Teens With Cancer Present Unique Psychological Issues
IU School of Medicine Feb 13, 2009
“Teens are at the threshold of life, increasingly separating from parents, developing close peer and romantic relationships, and thinking about the future — about thing like college and jobs. But when confronted with a life threatening diagnosis, along with that diagnosis comes the often need to surrender a growing independence and rely upon their parents once again,” said Melissa Carpentier, Ph.D., assistant professor of pediatrics at the Indiana University School of Medicine and associate member of the Indiana University Melvin and Bren Simon Cancer Center. Dr. Carpentier is a psychology researcher who studies the quality of life and health behaviors of adolescents treated for cancer.
“Unfortunately, teens are often lumped together with children when we consider the psychological effects of cancer, but they differ in many aspects from children and really should be focused on as a distinct group. We need to take teens’ unique perceptions into account and listen to what they are struggling with,” Dr. Carpentier says.
The teenage years are a time of hormonal and physical changes, a shift from dependence on parents to greater reliance upon peers, as well as the development of dating and sexual relationships as teens transition to adulthood. According to Dr. Carpentier, little research has been done on how peer and romantic relationships in teens with cancer affect critical outcomes such as quality of life.

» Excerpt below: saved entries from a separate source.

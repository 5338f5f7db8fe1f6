// ==========================================
// 数据传输系统 - 任务完成事件
// ==========================================
// 职责: 定义任务终态事件与发布 trait
// 说明: 管道在 done / failed 迁移后发布事件，由外部调度层订阅（如通知用户）
// ==========================================

use crate::domain::types::{TaskKind, TaskStatus};
use serde::{Deserialize, Serialize};
use std::error::Error;
use tokio::sync::mpsc;

/// 任务终态事件
#[derive(Debug, Clone, PartialEq, Serialize, Deserialize)]
pub struct TransferEvent {
    pub task_id: String,
    pub kind: TaskKind,
    /// 任务名称
    pub title: String,
    /// Done 或 Failed
    pub status: TaskStatus,
    pub creator_id: i64,
    pub total_rows: Option<u64>,
    pub error_rows: u64,
    /// 导入错误报告
    pub error_report_path: Option<String>,
    /// 导出文件
    pub file_path: Option<String>,
    /// 失败原因
    pub message: Option<String>,
}

impl TransferEvent {
    /// 通知文案，如 "员工导入_202406071530_ab12cd34完成"
    pub fn summary(&self) -> String {
        match self.status {
            TaskStatus::Failed => format!(
                "{}失败: {}",
                self.title,
                self.message.as_deref().unwrap_or("未知错误")
            ),
            _ if self.error_rows > 0 => {
                format!("{}完成，{} 行数据异常", self.title, self.error_rows)
            }
            _ => format!("{}完成", self.title),
        }
    }
}

// ==========================================
// 事件发布 Trait
// ==========================================

/// 事件发布者
///
/// # 实现说明
/// - 发布失败只记录日志，不影响任务终态
pub trait TransferEventPublisher: Send + Sync {
    fn publish(&self, event: TransferEvent) -> Result<(), Box<dyn Error + Send + Sync>>;
}

/// 空操作事件发布者
///
/// 用于不需要事件发布的场景（如单元测试）
#[derive(Debug, Clone, Default)]
pub struct NoOpEventPublisher;

impl TransferEventPublisher for NoOpEventPublisher {
    fn publish(&self, event: TransferEvent) -> Result<(), Box<dyn Error + Send + Sync>> {
        tracing::debug!(
            task_id = %event.task_id,
            status = %event.status,
            "NoOpEventPublisher: 跳过事件发布"
        );
        Ok(())
    }
}

/// 日志事件发布者（CLI 使用，通知文案写入日志）
#[derive(Debug, Clone, Default)]
pub struct TracingEventPublisher;

impl TransferEventPublisher for TracingEventPublisher {
    fn publish(&self, event: TransferEvent) -> Result<(), Box<dyn Error + Send + Sync>> {
        match event.status {
            TaskStatus::Failed => tracing::error!(task_id = %event.task_id, "{}", event.summary()),
            _ => tracing::info!(task_id = %event.task_id, "{}", event.summary()),
        }
        Ok(())
    }
}

/// 通道事件发布者（订阅方持有接收端）
#[derive(Debug, Clone)]
pub struct ChannelEventPublisher {
    sender: mpsc::UnboundedSender<TransferEvent>,
}

impl ChannelEventPublisher {
    pub fn new() -> (Self, mpsc::UnboundedReceiver<TransferEvent>) {
        let (sender, receiver) = mpsc::unbounded_channel();
        (Self { sender }, receiver)
    }
}

impl TransferEventPublisher for ChannelEventPublisher {
    fn publish(&self, event: TransferEvent) -> Result<(), Box<dyn Error + Send + Sync>> {
        self.sender
            .send(event)
            .map_err(|e| format!("事件通道已关闭: task_id={}", e.0.task_id).into())
    }
}

/// 发布事件，失败仅告警
pub(crate) fn publish_or_warn(publisher: &dyn TransferEventPublisher, event: TransferEvent) {
    let task_id = event.task_id.clone();
    if let Err(e) = publisher.publish(event) {
        tracing::warn!(task_id = %task_id, error = %e, "任务事件发布失败");
    }
}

The teenage years can also be a time of experimentation with behaviors such as smoking, drinking, and sex. Many teens also struggle with issues related to body image – am I too fat? Am I too thin? Is my acne noticeable? Teens with cancer are burdened with these pressures and concerns and much more. Dr. Carpentier says that it is important for the medical team, as well as parents, to convey to the teen with cancer that they understand and empathize with what he or she is going through.
Teens, especially older ones, are accustomed to having increased control and independence in their lives. Cancer largely robs them of this newly experienced freedom, and may cause friction between the teen and his or her parents. Yet even if they are resistant to parental guidance, Dr. Carpentier says teens do need parental help to make decisions which impact their future and which may be especially difficult for a teen to consider, such as future fertility. This is particularly important as cancers which involve the male and female reproductive organs are among the most common in teen cancer diagnoses.

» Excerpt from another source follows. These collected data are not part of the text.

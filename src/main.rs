// ==========================================
// 数据传输系统 - 命令行入口
// ==========================================
// 职责: 运维 CLI，以数据库中的业务表作为导入目标/导出来源
// 处理器键 = 表名（启动时按库内业务表注册）
// ==========================================

use anyhow::{anyhow, Context, Result};
use clap::{Parser, Subcommand};
use rusqlite::Connection;
use serde::Serialize;
use serde_json::Value;
use std::path::PathBuf;
use std::sync::{Arc, Mutex};
use tabular_transfer::api::{ImportSubmission, TransferApi};
use tabular_transfer::config::{ConfigManager, TransferConfigReader};
use tabular_transfer::events::TracingEventPublisher;
use tabular_transfer::exporter::{PolicyApprovalGate, RowExporter};
use tabular_transfer::importer::RowImporter;
use tabular_transfer::repository::table_adapter::{
    user_tables, SqliteTableExporter, SqliteTableImporter,
};
use tabular_transfer::repository::RecordFilter;
use tabular_transfer::{
    db, logging, ApprovalStatus, ExecutionContext, ExportMode, ExportRequest, TaskKind,
    TransferRegistry,
};
use tracing::info;

/// 数据库路径环境变量
const DB_PATH_ENV: &str = "TABULAR_TRANSFER_DB_PATH";

#[derive(Parser)]
#[command(name = "tabular-transfer")]
#[command(about = "表格数据导入导出任务工具")]
#[command(version)]
struct Cli {
    /// SQLite 数据库路径（默认: $TABULAR_TRANSFER_DB_PATH 或用户数据目录）
    #[arg(long, global = true)]
    db: Option<PathBuf>,

    /// 以 JSON 行输出日志
    #[arg(long, global = true)]
    json_log: bool,

    /// 需要审核的导出表（可重复或逗号分隔）
    #[arg(long, global = true, value_delimiter = ',')]
    require_approval: Vec<String>,

    #[command(subcommand)]
    command: Commands,
}

#[derive(Subcommand)]
enum Commands {
    /// 初始化数据库并写入配置
    Init {
        /// 配置项，如 --set transfer/chunk_size=500
        #[arg(long = "set", value_name = "KEY=VALUE")]
        settings: Vec<String>,
    },
    /// 暂存上传文件并预览列头
    Headers {
        /// 目标表
        #[arg(short, long)]
        table: String,
        file: PathBuf,
        #[arg(short, long, default_value_t = 0)]
        user: i64,
    },
    /// 导入文件到指定表（前台等待完成）
    Import {
        #[arg(short, long)]
        table: String,
        file: PathBuf,
        /// 任务标题（默认: 表名）
        #[arg(long)]
        title: Option<String>,
        /// 用户确认的列头（逗号分隔）
        #[arg(long, value_delimiter = ',')]
        headers: Vec<String>,
        /// 表头行数（默认自动检测）
        #[arg(long)]
        heading_rows: Option<u8>,
        #[arg(short, long, default_value_t = 0)]
        user: i64,
    },
    /// 创建导出任务
    Export {
        #[arg(short, long)]
        table: String,
        /// all / page / selection / query
        #[arg(short, long, default_value = "all")]
        mode: ExportMode,
        /// page / selection 模式的 ID 列表
        #[arg(long, value_delimiter = ',')]
        ids: Vec<i64>,
        /// query 模式的筛选条件（JSON 对象）
        #[arg(long)]
        filter: Option<String>,
        /// 导出列及顺序（逗号分隔）
        #[arg(long, value_delimiter = ',')]
        fields: Vec<String>,
        #[arg(long)]
        title: Option<String>,
        #[arg(short, long, default_value_t = 0)]
        user: i64,
    },
    /// 登记导出审核结果
    Approve {
        task_id: String,
        #[arg(long)]
        approver: i64,
        /// 驳回（默认通过）
        #[arg(long)]
        reject: bool,
        #[arg(long)]
        comment: Option<String>,
        /// 核定的导出列（逗号分隔）
        #[arg(long, value_delimiter = ',')]
        fields: Vec<String>,
    },
    /// 下载导出文件（首次下载时生成）
    Download {
        task_id: String,
        #[arg(short, long, default_value_t = 0)]
        user: i64,
        /// 以超级管理员身份下载（跳过审核）
        #[arg(long)]
        admin: bool,
    },
    /// 查询任务进度
    Progress {
        #[arg(required = true)]
        task_ids: Vec<String>,
    },
    /// 列出任务记录
    Records {
        /// import / export
        #[arg(long)]
        kind: Option<TaskKind>,
        #[arg(short, long)]
        user: Option<i64>,
        #[arg(long, default_value_t = 20)]
        limit: u32,
        #[arg(long, default_value_t = 0)]
        offset: u32,
    },
}

/// 默认数据库路径
fn default_db_path() -> PathBuf {
    if let Ok(path) = std::env::var(DB_PATH_ENV) {
        let trimmed = path.trim();
        if !trimmed.is_empty() {
            return PathBuf::from(trimmed);
        }
    }

    match dirs::data_dir() {
        Some(data_dir) => data_dir.join("tabular-transfer").join("tabular_transfer.db"),
        None => PathBuf::from("./tabular_transfer.db"),
    }
}

/// 为每张业务表注册导入器与导出器
fn build_registry(conn: &Arc<Mutex<Connection>>, tables: &[String]) -> TransferRegistry {
    let mut registry = TransferRegistry::new();
    for table in tables {
        let (import_conn, import_table) = (conn.clone(), table.clone());
        registry.register_importer(table.as_str(), move |_ctx| {
            let importer = SqliteTableImporter::discover(import_conn.clone(), &import_table)?;
            Ok(Arc::new(importer) as Arc<dyn RowImporter>)
        });

        let (export_conn, export_table) = (conn.clone(), table.clone());
        registry.register_exporter(table.as_str(), move |_ctx| {
            let exporter = SqliteTableExporter::discover(export_conn.clone(), &export_table)?;
            Ok(Arc::new(exporter) as Arc<dyn RowExporter>)
        });
    }
    registry
}

fn print_json<T: Serialize>(value: &T) -> Result<()> {
    println!("{}", serde_json::to_string_pretty(value)?);
    Ok(())
}

fn non_empty(values: Vec<String>) -> Option<Vec<String>> {
    if values.is_empty() {
        None
    } else {
        Some(values)
    }
}

#[tokio::main]
async fn main() -> Result<()> {
    let cli = Cli::parse();
    logging::init(cli.json_log);

    let db_path = cli.db.clone().unwrap_or_else(default_db_path);
    if let Some(parent) = db_path.parent().filter(|p| !p.as_os_str().is_empty()) {
        std::fs::create_dir_all(parent)
            .with_context(|| format!("无法创建数据库目录: {}", parent.display()))?;
    }
    let db_path_str = db_path.to_string_lossy().to_string();
    info!(version = tabular_transfer::VERSION, db = %db_path_str, "tabular-transfer 启动");

    let conn = db::open_sqlite_connection(&db_path_str)
        .with_context(|| format!("无法打开数据库: {}", db_path_str))?;
    db::init_schema(&conn)?;
    let tables = user_tables(&conn)?;
    let conn = Arc::new(Mutex::new(conn));

    let config = ConfigManager::from_connection(conn.clone())?;
    if let Commands::Init { settings } = &cli.command {
        for entry in settings {
            let (key, value) = entry
                .split_once('=')
                .ok_or_else(|| anyhow!("配置项格式应为 KEY=VALUE: {}", entry))?;
            config.set_global_config_value(key.trim(), value.trim())?;
        }
    }
    let settings = config.load_settings().await?;

    let approval = if cli.require_approval.is_empty() {
        PolicyApprovalGate::permissive()
    } else {
        PolicyApprovalGate::requiring(cli.require_approval.clone())
    };

    let api = TransferApi::from_connection(
        conn.clone(),
        Arc::new(TracingEventPublisher),
        Arc::new(approval),
        build_registry(&conn, &tables),
        settings,
    );

    match cli.command {
        Commands::Init { .. } => {
            print_json(api.settings())?;
            info!(tables = ?tables, "数据库已初始化");
        }

        Commands::Headers { table, file, user } => {
            let preview = api
                .read_import_headers(&ExecutionContext::user(user), &table, &file)
                .await?;
            print_json(&preview)?;
        }

        Commands::Import {
            table,
            file,
            title,
            headers,
            heading_rows,
            user,
        } => {
            let ctx = ExecutionContext::user(user);
            let preview = api.read_import_headers(&ctx, &table, &file).await?;
            let handle = api
                .submit_import(
                    &ctx,
                    ImportSubmission {
                        title: title.unwrap_or_else(|| table.clone()),
                        handler: table,
                        path: preview.path,
                        headers: non_empty(headers),
                        heading_rows: heading_rows.or(Some(preview.heading_rows)),
                        extra: Value::Null,
                    },
                )
                .await?;
            info!(task_id = %handle.task_id, task_name = %handle.task_name, "导入执行中");
            let outcome = handle.wait().await?;
            print_json(&outcome)?;
        }

        Commands::Export {
            table,
            mode,
            ids,
            filter,
            fields,
            title,
            user,
        } => {
            let params = match mode {
                ExportMode::All => Value::Null,
                ExportMode::Page | ExportMode::Selection => Value::from(ids),
                ExportMode::Query => match filter {
                    Some(raw) => serde_json::from_str(&raw).context("筛选条件不是合法 JSON")?,
                    None => Value::Object(Default::default()),
                },
            };
            let ticket = api
                .create_export(
                    &ExecutionContext::user(user),
                    title.as_deref().unwrap_or(&table),
                    &table,
                    ExportRequest {
                        mode,
                        fields: non_empty(fields),
                        params,
                    },
                )
                .await?;
            print_json(&ticket)?;
        }

        Commands::Approve {
            task_id,
            approver,
            reject,
            comment,
            fields,
        } => {
            let status = if reject {
                ApprovalStatus::Rejected
            } else {
                ApprovalStatus::Approved
            };
            api.record_approval(&task_id, approver, status, comment, non_empty(fields))?;
            print_json(&api.get_record(&task_id)?)?;
        }

        Commands::Download {
            task_id,
            user,
            admin,
        } => {
            let ctx = if admin {
                ExecutionContext::admin(user)
            } else {
                ExecutionContext::user(user)
            };
            let path = api.download_export(&ctx, &task_id).await?;
            println!("{}", path.display());
        }

        Commands::Progress { task_ids } => {
            print_json(&api.poll_progress(&task_ids)?)?;
        }

        Commands::Records {
            kind,
            user,
            limit,
            offset,
        } => {
            let filter = RecordFilter {
                kind,
                creator_id: user,
                limit,
                offset,
            };
            print_json(&api.list_records(&filter)?)?;
        }
    }

    let evicted = api.evict_expired_progress()?;
    if evicted > 0 {
        info!(evicted, "已清理过期进度");
    }
    Ok(())
}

Dr. Carpentier advises parents to engage in clear, straight forward communication and include teens with cancer as important partners in their medical treatment. This includes providing teens with cancer with choices whenever possible in order to maintain some sense of independence and control during a difficult time period. As examples, Dr. Carpentier suggests consulting with the teen on decisions presented by the medical team to the family such as preferred time of day to receive chemotherapy or allowing the teen to decide whether to wear a hospital gown or something more creative. She says this provides teens with some sense of normalcy during what may otherwise be a particularly dependent stage in their lives.

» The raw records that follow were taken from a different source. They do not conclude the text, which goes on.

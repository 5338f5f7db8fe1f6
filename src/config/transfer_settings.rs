// ==========================================
// 数据传输系统 - 管道运行参数
// ==========================================

use crate::exporter::sheet_writer::SheetFormat;
use crate::importer::error_collector::ReportLayout;
use serde::{Deserialize, Serialize};
use std::path::PathBuf;
use std::time::Duration;

/// 默认分块大小（越大内存占用越高）
pub const DEFAULT_CHUNK_SIZE: usize = 1000;

/// 默认完成后进度保留窗口（秒）
pub const DEFAULT_PROGRESS_TTL_SECS: u64 = 60;

/// 管道运行参数（任务开始时读取一次，任务期间不变）
#[derive(Debug, Clone, PartialEq, Serialize, Deserialize)]
pub struct TransferSettings {
    pub chunk_size: usize,
    pub progress_ttl_secs: u64,
    /// 每处理多少行写一次进度（分块结束时总会写入）
    pub progress_flush_rows: u64,
    /// 模板标题行中的系统名称标记
    pub system_name: Option<String>,
    pub storage_root: PathBuf,
    pub export_format: SheetFormat,
    pub report_layout: ReportLayout,
}

impl Default for TransferSettings {
    fn default() -> Self {
        Self {
            chunk_size: DEFAULT_CHUNK_SIZE,
            progress_ttl_secs: DEFAULT_PROGRESS_TTL_SECS,
            progress_flush_rows: 1,
            system_name: None,
            storage_root: PathBuf::from("storage"),
            export_format: SheetFormat::Xlsx,
            report_layout: ReportLayout::ContentEcho,
        }
    }
}

impl TransferSettings {
    /// 以指定存储根目录构造（其余取默认值）
    pub fn with_storage_root(storage_root: impl Into<PathBuf>) -> Self {
        Self {
            storage_root: storage_root.into(),
            ..Self::default()
        }
    }

    pub fn progress_ttl(&self) -> Duration {
        Duration::from_secs(self.progress_ttl_secs)
    }

    /// 上传文件暂存目录
    pub fn import_dir(&self) -> PathBuf {
        self.storage_root.join("import")
    }

    /// 导出文件目录
    pub fn export_dir(&self) -> PathBuf {
        self.storage_root.join("export")
    }

    /// 错误报告目录
    pub fn report_dir(&self) -> PathBuf {
        self.storage_root.join("report")
    }
}
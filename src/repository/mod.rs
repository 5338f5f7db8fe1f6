// ==========================================
// 数据传输系统 - 数据仓储层
// ==========================================
// 红线: Repository 不含业务逻辑
// ==========================================
// 职责: 任务记录、进度存储、SQLite 表适配，屏蔽数据库细节
// 约束: 所有值使用参数化查询
// ==========================================

pub mod error;
pub mod progress_repo;
pub mod table_adapter;
pub mod task_record_repo;

// 重导出核心仓储
pub use error::{RepositoryError, RepositoryResult};
pub use progress_repo::{MemoryProgressStore, ProgressStore, SqliteProgressStore};
pub use table_adapter::{SqliteTableExporter, SqliteTableImporter};
pub use task_record_repo::{
    ApprovalDecision, RecordFilter, SqliteTaskRecordStore, TaskCompletion, TaskRecordStore,
};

In her study of 39 teens diagnosed with cancer, approximately 40 percent were involved in a dating relationship. While she didn’t follow them long-term to see what happened to the relationship – did it continue or did it disintegrate – Dr. Carpentier did find that aspects of those dating relationships, such as level of support, conflict, and anxiety, were significantly related to teens’ quality of life, distress, and engagement in healthy versus unhealthy behaviors.
“We saw that those teens with cancer who reported more positive dating relationships were in a better place overall than those teens who did not have such positive relationships,” Dr. Carpentier said.
Dr. Carpentier and Larry Mullins, Ph.D., of Oklahoma State University, are the authors of Adolescents With Cancer: The Influence of Close Relationships on Quality of Life, Distress, and Health Behaviors, a new book targeted to physicians, psychologists, social workers and others who treat teens with cancer.
“I study teens and their relationships with peers and romantic partners because understanding these relationships may provide us with critical information on how best to help teens deal with their cancer and its impact on their lives and the lives of those who surround them. Little work has been done in this area, despite the fact that the teen years represent one of the most challenging developmental periods and such challenges are likely to be magnified tremendously when you add in a diagnosis of cancer,” she said.
In her next study, Dr. Carpentier plans to focus specifically on teen and young adult testicular cancer patients and their romantic partners to learn how testicular cancer impacts relationships, sexuality and fertility in the years following diagnosis and treatment.